• _Your goal_: Repeat the data exactly, with every line included.

*** Opening Exercise inputs ***

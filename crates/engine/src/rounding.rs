//! Display rounding for numeric potentials.

/// Decimal places kept by default.
pub const DEFAULT_MAX_DECIMALS: u32 = 10;

/// Distance to an integer under which a value snaps to it.
pub const DEFAULT_EPSILON: f64 = 1e-12;

/// Upper bound on `max_decimals`; `10^15` is still exact in an f64.
pub const MAX_DECIMALS_LIMIT: u32 = 15;

/// 2^50. Scaled values past this keep their decimals; below it
/// `round(n / scale) * scale` lands back on `n`.
const SCALED_LIMIT: f64 = 1_125_899_906_842_624.0;

/// Rounds away floating-point noise such as `0.30000000000000004`.
#[derive(Debug, Clone, Copy, PartialEq)]
pub struct Rounding {
    pub max_decimals: u32,
    pub epsilon: f64,
}

impl Default for Rounding {
    fn default() -> Self {
        Self {
            max_decimals: DEFAULT_MAX_DECIMALS,
            epsilon: DEFAULT_EPSILON,
        }
    }
}

impl Rounding {
    pub fn new(max_decimals: u32, epsilon: f64) -> Self {
        Self {
            max_decimals: max_decimals.min(MAX_DECIMALS_LIMIT),
            epsilon: epsilon.abs(),
        }
    }

    /// Round `x`. Idempotent: `round(round(x)) == round(x)`.
    ///
    /// Non-finite values and values too large to carry decimals pass
    /// through unchanged.
    pub fn round(&self, x: f64) -> f64 {
        if !x.is_finite() {
            return x;
        }
        if let Some(snapped) = self.snap(x) {
            return snapped;
        }

        let scale = 10f64.powi(self.max_decimals.min(MAX_DECIMALS_LIMIT) as i32);
        let scaled = x * scale;
        if scaled.abs() >= SCALED_LIMIT {
            return x;
        }
        let rounded = scaled.round() / scale;
        self.snap(rounded).unwrap_or(rounded)
    }

    fn snap(&self, x: f64) -> Option<f64> {
        let nearest = x.round();
        ((x - nearest).abs() < self.epsilon).then_some(nearest)
    }
}

#[cfg(test)]
mod tests {
    use super::*;

    #[test]
    fn test_absorbs_noise() {
        let r = Rounding::default();
        assert_eq!(r.round(0.1 + 0.2), 0.3);
        assert_eq!(r.round(0.9999999999999), 1.0);
        assert_eq!(r.round(1.0 - 1e-15), 1.0);
    }

    #[test]
    fn test_keeps_ten_decimals() {
        let r = Rounding::default();
        assert_eq!(r.round(0.123456789012), 0.1234567890);
        assert_eq!(r.round(0.25), 0.25);
        assert_eq!(r.round(-0.33333333333333), -0.3333333333);
    }

    #[test]
    fn test_fewer_decimals() {
        let r = Rounding::new(2, DEFAULT_EPSILON);
        assert_eq!(r.round(0.125), 0.13);
        assert_eq!(r.round(2.0 / 3.0), 0.67);
    }

    #[test]
    fn test_passthrough() {
        let r = Rounding::default();
        assert!(r.round(f64::NAN).is_nan());
        assert_eq!(r.round(f64::INFINITY), f64::INFINITY);
        assert_eq!(r.round(1e300), 1e300);
    }

    #[test]
    fn test_decimals_clamped() {
        assert_eq!(Rounding::new(40, 1e-12).max_decimals, MAX_DECIMALS_LIMIT);
    }

    #[test]
    fn test_idempotent_samples() {
        let r = Rounding::default();
        for x in [0.1 + 0.2, 1.0 / 3.0, -2.0 / 7.0, 12345.678901234567, 0.99999999999] {
            let once = r.round(x);
            assert_eq!(r.round(once), once, "x = {x}");
        }
    }
}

*** Closing Exercise inputs ***

• _Solution to this problem_:
filename crates/engine/src/rounding.rs
//! Display rounding for numeric potentials.

/// Decimal places kept by default.
pub const DEFAULT_MAX_DECIMALS: u32 = 10;

/// Distance to an integer under which a value snaps to it.
pub const DEFAULT_EPSILON: f64 = 1e-12;

/// Upper bound on `max_decimals`; `10^15` is still exact in an f64.
pub const MAX_DECIMALS_LIMIT: u32 = 15;

/// 2^50. Scaled values past this keep their decimals; below it
/// `round(n / scale) * scale` lands back on `n`.
const SCALED_LIMIT: f64 = 1_125_899_906_842_624.0;

/// Rounds away floating-point noise such as `0.30000000000000004`.
#[derive(Debug, Clone, Copy, PartialEq)]
pub struct Rounding {
    pub max_decimals: u32,
    pub epsilon: f64,
}

impl Default for Rounding {
    fn default() -> Self {
        Self {
            max_decimals: DEFAULT_MAX_DECIMALS,
            epsilon: DEFAULT_EPSILON,
        }
    }
}

impl Rounding {
    pub fn new(max_decimals: u32, epsilon: f64) -> Self {
        Self {
            max_decimals: max_decimals.min(MAX_DECIMALS_LIMIT),
            epsilon: epsilon.abs(),
        }
    }

    /// Round `x`. Idempotent: `round(round(x)) == round(x)`.
    ///
    /// Non-finite values and values too large to carry decimals pass
    /// through unchanged.
    pub fn round(&self, x: f64) -> f64 {
        if !x.is_finite() {
            return x;
        }
        if let Some(snapped) = self.snap(x) {
            return snapped;
        }

        let scale = 10f64.powi(self.max_decimals.min(MAX_DECIMALS_LIMIT) as i32);
        let scaled = x * scale;
        if scaled.abs() >= SCALED_LIMIT {
            return x;
        }
        let rounded = scaled.round() / scale;
        self.snap(rounded).unwrap_or(rounded)
    }

    fn snap(&self, x: f64) -> Option<f64> {
        let nearest = x.round();
        ((x - nearest).abs() < self.epsilon).then_some(nearest)
    }
}

#[cfg(test)]
mod tests {
    use super::*;

    #[test]
    fn test_absorbs_noise() {
        let r = Rounding::default();
        assert_eq!(r.round(0.1 + 0.2), 0.3);
        assert_eq!(r.round(0.9999999999999), 1.0);
        assert_eq!(r.round(1.0 - 1e-15), 1.0);
    }

    #[test]
    fn test_keeps_ten_decimals() {
        let r = Rounding::default();
        assert_eq!(r.round(0.123456789012), 0.1234567890);
        assert_eq!(r.round(0.25), 0.25);
        assert_eq!(r.round(-0.33333333333333), -0.3333333333);
    }

    #[test]
    fn test_fewer_decimals() {
        let r = Rounding::new(2, DEFAULT_EPSILON);
        assert_eq!(r.round(0.125), 0.13);
        assert_eq!(r.round(2.0 / 3.0), 0.67);
    }

    #[test]
    fn test_passthrough() {
        let r = Rounding::default();
        assert!(r.round(f64::NAN).is_nan());
        assert_eq!(r.round(f64::INFINITY), f64::INFINITY);
        assert_eq!(r.round(1e300), 1e300);
    }

    #[test]
    fn test_decimals_clamped() {
        assert_eq!(Rounding::new(40, 1e-12).max_decimals, MAX_DECIMALS_LIMIT);
    }

    #[test]
    fn test_idempotent_samples() {
        let r = Rounding::default();
        for x in [0.1 + 0.2, 1.0 / 3.0, -2.0 / 7.0, 12345.678901234567, 0.99999999999] {
            let once = r.round(x);
            assert_eq!(r.round(once), once, "x = {x}");
        }
    }
}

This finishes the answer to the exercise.